I often get asked if I listen to music while I run. My response is always, “No, but I listen to podcasts!” Inevitably from there they ask what podcasts I listen to. Having graduated from Western with degrees in History and Sociology and a minor in Political Science had a heavy influence on the podcasts I listen to. Basically there are three general categories of podcast that I listen to: history, true crime, and general interest. So without further ado, I give you my top ten podcasts!

  1. My list could not start off without podcaster Dan Carlin at the top. He initially started in radio and broadcasting in the 90’s and in the mid 2000’s began two podcasts, “Hardcore History” and “Common Sense.” “Common Sense” focuses on today’s political events. Dan tends to take a slightly different view and often tries to put into perspective all side of the issues, which is something that many in the media struggle to do. “Hardcore History” on the other hand might be one of the best podcasts out there, regardless of genre. In this podcast, he is known to create interesting and epic story lines of events in history. The recent podcasts often are not shorter than three hours and are spread along multiple episodes. He has covered topics from the Punic Wars of the Roman Republic, to Genghis Khan, to the Eastern Front of WWI. Recently, he just finished a series on the ancient Persian Empire (think of who the 300 Spartans fought at Thermopile). Unfortunately, such involved episodes take a long time to research, record, and produce, but the quality is nearly unmatched in the genre. If you have any interest in history, I would recommend checking “Hardcore History” out. Even if you do not, Dan is a fantastic storyteller who makes turns what is usually considered a boring subject and adds a bit of spice to it.
  2. My second favorite podcast, is just like number one, not actually a podcast, but a podcaster. Mike Duncan started podcasting around the same time as Dan Carlin, with his initial podcast “The History of Rome.” Spanning more than 70 hours of audio and over 1,000 years of history (509 BCE to 476CE), it is a daunting task to undertake, but each episode is usually between 20-25 minutes. This makes it much easier to digest. His current podcast, “Revolutions”, takes a look at famous revolutions throughout history. So far he has covered the English, American, French, and Haitian Revolutions, and is currently working on the Spanish American Revolutions. He is as polished and professional as Dan Carlin, but is not quite the storyteller. But do not let that fact get in the way of a fantastic podcaster.
  3. Third on this list is a relatively recent addition to my collection. “The History of English” podcast looks at how English became English. Starting with the Indo-European language and working his way through the Old English of the Anglo-Saxons, the Norman-French influence on Middle English, to modern English. He looks at how political and social changes altered the way English was spoken and spread throughout the world.
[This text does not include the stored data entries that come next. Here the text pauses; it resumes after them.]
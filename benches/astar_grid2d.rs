use criterion::BenchmarkId;
use criterion::Criterion;
use criterion::criterion_group;
use criterion::criterion_main;
use rand_chacha::ChaCha8Rng;
use rand_chacha::rand_core::SeedableRng;

use gridpath::pathfinder::Grid2DAStarSearch;
use gridpath::problem::Problem;
use gridpath::problems::grid_2d::Cell;
use gridpath::problems::grid_2d::Grid2DProblem;
use gridpath::problems::grid_2d::Grid2DSpace;

const SIZES: [(usize, usize); 3] = [(32, 32), (128, 128), (512, 256)];
const WALL_PROBABILITY: f64 = 0.25;

fn astar(problem: Grid2DProblem) -> usize {
    let mut search = Grid2DAStarSearch::new(problem);
    search.find_path().map_or(0, |path| path.len())
}

fn open_grid(c: &mut Criterion) {
    let mut group = c.benchmark_group("Grid2D open");

    for (x, y) in SIZES {
        let Ok(space) = Grid2DSpace::new_empty_with_dimensions(x, y) else {
            continue;
        };
        let (Some(start), Some(goal)) = (Cell::new(0, 0), Cell::new_from_usize(x - 1, y - 1)) else {
            continue;
        };
        let problem = Grid2DProblem::new(&space, start, goal);

        group.bench_with_input(BenchmarkId::new("A*", format!("{x}x{y}")), &problem, |b, p| {
            b.iter(|| astar(*p))
        });
    }
    group.finish();
}

fn random_grid(c: &mut Criterion) {
    let mut group = c.benchmark_group("Grid2D random");

    for (x, y) in SIZES {
        for i in 0..3 {
            let mut rng = ChaCha8Rng::seed_from_u64(i);
            let Ok(space) = Grid2DSpace::random(&mut rng, x, y, WALL_PROBABILITY) else {
                continue;
            };
            let origin = Cell::new(0, 0).unwrap();
            let base = Grid2DProblem::new(&space, origin, origin);
            let Some(problem) = base.randomize(&mut rng) else {
                log::warn!("Skipping {x}x{y}:{i}, no free cells");
                continue;
            };

            group.bench_with_input(
                BenchmarkId::new("A*", format!("{x}x{y}:{i}")),
                &problem,
                |b, p| b.iter(|| astar(*p)),
            );
        }
    }
    group.finish();
}

criterion_group!(benches, open_grid, random_grid);
criterion_main!(benches);
use crate::space::Action;
use crate::space::Cost;
use crate::space::Space;
use crate::space::State;

/// A search Space with a single start and a single goal.
pub trait Problem<Sp, St, A, C>: std::fmt::Debug + Sized
where
    Sp: Space<St, A, C>,
    St: State,
    A: Action,
    C: Cost,
{
    fn space(&self) -> &Sp;
    fn start(&self) -> St;
    fn goal(&self) -> St;

    #[inline(always)]
    fn is_goal(&self, s: &St) -> bool {
        *s == self.goal()
    }

    /// Builds a new instance over the same Space with random endpoints.
    fn randomize<R: rand::Rng>(&self, r: &mut R) -> Option<Self>;
}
Kevin Stroud, the podcaster, does a great job of explaining the connection between events and what impact that had on English. He often will recite both the original English followed by the modern translation, so you can hear where English has stayed similar and also see where it has transformed. Currently, he is halfway through Middle English (around 1200 CE, think Geoffrey Chaucer), and plans to finish with modern English.
  4. Fourth on my list is the classic NPR podcast “Radiolab”. In this podcast, they cover everything from Animal Minds to Cities, and really nothing is off limits as they cover the theories and nuances of each subject. And the best part is that all of their stuff is backed up by science! Most of the podcasts are either around an hour or twenty minutes. If you are looking to have a good entertaining and enlightening podcast, “Radiolab” is the choice out there.
  5. Fifth delves into a completely different topic, true crime. True crime seems to be in fad (and that is only on the fact that South Park has made fun of it), but I find it a fascinating subject. “Sword and Scale” is one of the better true crime podcasts, but I must be forewarning, it can be very gruesome. If that is not your cup of tea, you can head to either #7 or #9. What is so good about “Sword and Scale” is that the podcaster will have tons of audio from the cases. You will hear the case through the words of the perpetrator, victim, and legal authorities. Since all the cases he covers have been solved so there are no cliff hangers or muddled endings.
  6. Sixth on my list goes back to history (of course). “History on Fire” is a recent find for me, and I have grown to really enjoy it. The podcaster is Daniele Bolelli, a history professor and martial artist. He was born in Milan, Italy, so he speaks with a thick Italian accent, even though he admits he does not hear it. Bolelli started the podcast as an ode to Dan Carlin (see #1). He attempts to replicate his narrative style, and does a good job, but it is still hard to surpass the master. Like Dan Carlin covers subject from all eras of history. His podcasts tend to run on the longer side, near to two hours, but are well worth the listen.
  7. Seventh on my list is “Serial”. When “Serial” debuted two years ago, it took the world by storm by being the fastest podcast to reach 5 million downloads on iTunes. Sarah Koenig, the host and writer, does a great job of focusing on one subject for a season and telling a compelling story. The first season focuses on the murder of Hae Min Lee in 1999. There are many questions revolving around the murder and the subsequent conviction of Adnan Syed. Diving into the controversy, Koenig uses her background as a journalist to answer as many questions as she can. For nearly 10 hours you are on the edge of your chair trying to solve the murder yourself. With so much praise, the second season, focusing on American soldier Bowe Bergdahl struggled to live up the magic of the first season, but the first season will keep you gripped.
  8. Eighth on my list is “10 American Presidents”. Writen by Roifield Brown, it focuses on the men and events behind the American Presidency. But the twist is that he gets an expert narrator to host the show. So far he has had the likes of Dan Carlin, Mike Duncan, and Kevin Stroud (See #1, 2, and 3) on as narrator. He goes into depth with each event or biography and hearing some of the best podcasters tell the tale is the icing on the cake.
  9. Ninth on my list is “Criminal”. Produced by Radiotopia, it has received numerous awards since its debut in 2014. It tends to emphasize the social aspect of crime, so it is not as grisly as “Sword and Scale”. Basically it is less about murder and more about other crime, including if the symptoms of PMS can be considered not mentally competent for their crimes.
  10. The tenth and final podcast on my list is another NPR podcast, “Invisabilia”. This podcast grew out of the success of “Radiolab” and an NPR classic, “This American Life”. “Invisbilia” takes the best of both, an importance on scientific studies with a knack for storytelling. The hosts explore the “invisible forces that control human behavior – ideas, beliefs, assumptions and emotions”. Often they question our traditional beliefs, like character is a static trait, and spin a new light on it.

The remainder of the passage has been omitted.